Day 12
We turn now from these outer observations to inner ones to see before the altar the meaning of mission and the reasons for missions.
THE CHURCH IS GOD’S INSTRUMENT
Consider next the Church. As Anglicans, we pride ourselves on our
tradition, and tradition rightly understood is our life; but the danger to Anglicanism is an over
veneration of tradition, the making of it into an idol, so that we sometimes
worship tradition rather than the Living God.

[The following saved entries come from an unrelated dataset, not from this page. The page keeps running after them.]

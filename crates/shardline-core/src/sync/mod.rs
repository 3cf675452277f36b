pub mod projection;
pub mod reader;
pub mod worker;

pub use projection::{Projection, SearchDocument, SearchProjection};
pub use reader::{RecordReader, ShardedRecordReader};
pub use worker::{DeliveryPolicy, SyncWorker, WorkerState, WorkerStats};
//! Top-level error types for Chatline.

use std::sync::Arc;

/// Crate-wide result type alias.
pub type Result<T> = std::result::Result<T, Error>;

/// Top-level error enum wrapping domain-specific errors.
///
/// Only configuration errors surface here. Storage and gateway failures are
/// recovered inside the dispatch engine and never reach callers.
#[derive(Debug, thiserror::Error)]
pub enum Error {
    #[error(transparent)]
    Config(#[from] ConfigError),
}

/// Configuration loading errors.
#[derive(Debug, thiserror::Error)]
pub enum ConfigError {
    #[error("failed to load config from {path}: {source}")]
    Load {
        path: String,
        source: Arc<std::io::Error>,
    },

    #[error("failed to parse config {path}: {message}")]
    Parse { path: String, message: String },

    #[error("invalid configuration: {0}")]
    Invalid(String),

    #[error("missing required config key: {0}")]
    MissingKey(String),
}

/// Session storage errors.
#[derive(Debug, thiserror::Error)]
pub enum StorageError {
    #[error("failed to write session storage at {path}: {source}")]
    Write {
        path: String,
        source: Arc<std::io::Error>,
    },

    #[error("failed to encode session storage: {0}")]
    Encode(#[from] serde_json::Error),
}

/// Reply service exchange errors.
///
/// Every variant is recovered inside the dispatch engine by the contact
/// fallback; none of them reach the presentation layer.
#[derive(Debug, thiserror::Error)]
pub enum GatewayError {
    #[error("reply service unreachable: {0}")]
    Transport(String),

    #[error("reply service returned {status}: {body}")]
    Status { status: u16, body: String },

    #[error("reply service response did not match schema: {0}")]
    Decode(String),

    #[error("reply service did not answer within {0:?}")]
    Timeout(std::time::Duration),
}

impl From<reqwest::Error> for GatewayError {
    fn from(error: reqwest::Error) -> Self {
        if error.is_decode() {
            GatewayError::Decode(error.to_string())
        } else if error.is_timeout() {
            GatewayError::Transport(format!("timed out: {error}"))
        } else {
            GatewayError::Transport(error.to_string())
        }
    }
}
//! Markdown-lite rendering of reply text into safe HTML.
//!
//! Reply text comes from a remote service, so everything is HTML-escaped
//! first and only four constructs are turned back into markup: bold,
//! italic, links and line breaks.

use regex::{Captures, Regex};
use std::sync::LazyLock;

static BOLD_STARS: LazyLock<Regex> =
    LazyLock::new(|| Regex::new(r"\*\*(.+?)\*\*").expect("hardcoded regex"));
static BOLD_UNDERSCORES: LazyLock<Regex> =
    LazyLock::new(|| Regex::new(r"__(.+?)__").expect("hardcoded regex"));
static ITALIC_STAR: LazyLock<Regex> =
    LazyLock::new(|| Regex::new(r"\*(.+?)\*").expect("hardcoded regex"));
static ITALIC_UNDERSCORE: LazyLock<Regex> =
    LazyLock::new(|| Regex::new(r"_(.+?)_").expect("hardcoded regex"));
static LINK: LazyLock<Regex> =
    LazyLock::new(|| Regex::new(r"\[(.+?)\]\((.+?)\)").expect("hardcoded regex"));
static LINK_PLACEHOLDER: LazyLock<Regex> =
    LazyLock::new(|| Regex::new(r"\x00(\d+)\x00").expect("hardcoded regex"));

const ALLOWED_SCHEMES: &[&str] = &["http", "https", "mailto", "tel"];

/// Render `text` to HTML safe to insert into a page.
pub fn render(text: &str) -> String {
    // NUL delimits link placeholders below.
    let escaped = escape_html(&text.replace('\0', ""));

    // Links are lifted out first so emphasis markers inside URLs survive.
    let mut anchors: Vec<String> = Vec::new();
    let without_links = LINK.replace_all(&escaped, |caps: &Captures<'_>| {
        let label = &caps[1];
        let target = caps[2].trim();
        if !is_allowed_target(target) {
            return caps[0].to_string();
        }
        anchors.push(format!(
            r#"<a href="{target}" target="_blank" rel="noopener noreferrer">{}</a>"#,
            emphasize(label)
        ));
        format!("\0{}\0", anchors.len() - 1)
    });

    let emphasized = emphasize(&without_links);
    let linked = LINK_PLACEHOLDER.replace_all(&emphasized, |caps: &Captures<'_>| {
        caps[1]
            .parse::<usize>()
            .ok()
            .and_then(|index| anchors.get(index))
            .cloned()
            .unwrap_or_default()
    });

    linked.replace("\r\n", "\n").replace('\n', "<br />")
}

/// Escape the five HTML-significant characters.
pub fn escape_html(text: &str) -> String {
    let mut escaped = String::with_capacity(text.len());
    for character in text.chars() {
        match character {
            '&' => escaped.push_str("&amp;"),
            '<' => escaped.push_str("&lt;"),
            '>' => escaped.push_str("&gt;"),
            '"' => escaped.push_str("&quot;"),
            '\'' => escaped.push_str("&#39;"),
            other => escaped.push(other),
        }
    }
    escaped
}

fn emphasize(text: &str) -> String {
    let text = BOLD_STARS.replace_all(text, "<strong>$1</strong>");
    let text = BOLD_UNDERSCORES.replace_all(&text, "<strong>$1</strong>");
    let text = ITALIC_STAR.replace_all(&text, "<em>$1</em>");
    ITALIC_UNDERSCORE
        .replace_all(&text, "<em>$1</em>")
        .into_owned()
}

/// Only navigational schemes; `javascript:`, `data:` and relative targets are refused.
fn is_allowed_target(target: &str) -> bool {
    let Some((scheme, _)) = target.split_once(':') else {
        return false;
    };
    ALLOWED_SCHEMES
        .iter()
        .any(|allowed| scheme.eq_ignore_ascii_case(allowed))
}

To look back is right, as Christians we must look back, but onlyprovided
that we look ahead as hard as we look back, and that we look back to our
tradition in order that God may speak to us through it about our present
task. It is this eagerness about our
destiny and our task which one sometimes misses in Anglicanism. Instead of being frontier fighters serving
our Lord, we sometimes appear timid, concerned with what is respectable,
concerned with good taste.
If our destiny as a Church is not
clear, we do not constantly question as we should the traditional manners and
organization of the Church. “Is the
leadership of the worldwide Church”, asks Stephen Neill, “in the hands of men
and women who know how to lead others one by one to Jesus Christ? We are so concerned with planning and
administration that there is danger lest we allow these things to serve as an
excuse for not doing the one thing on which all else depends.”
The Church is that body to which
has been entrusted the bearing of the Gospel to all men, the conversion of the
world. Never forget that the Church is
God’s instrument existing for the sake of the wide world around us.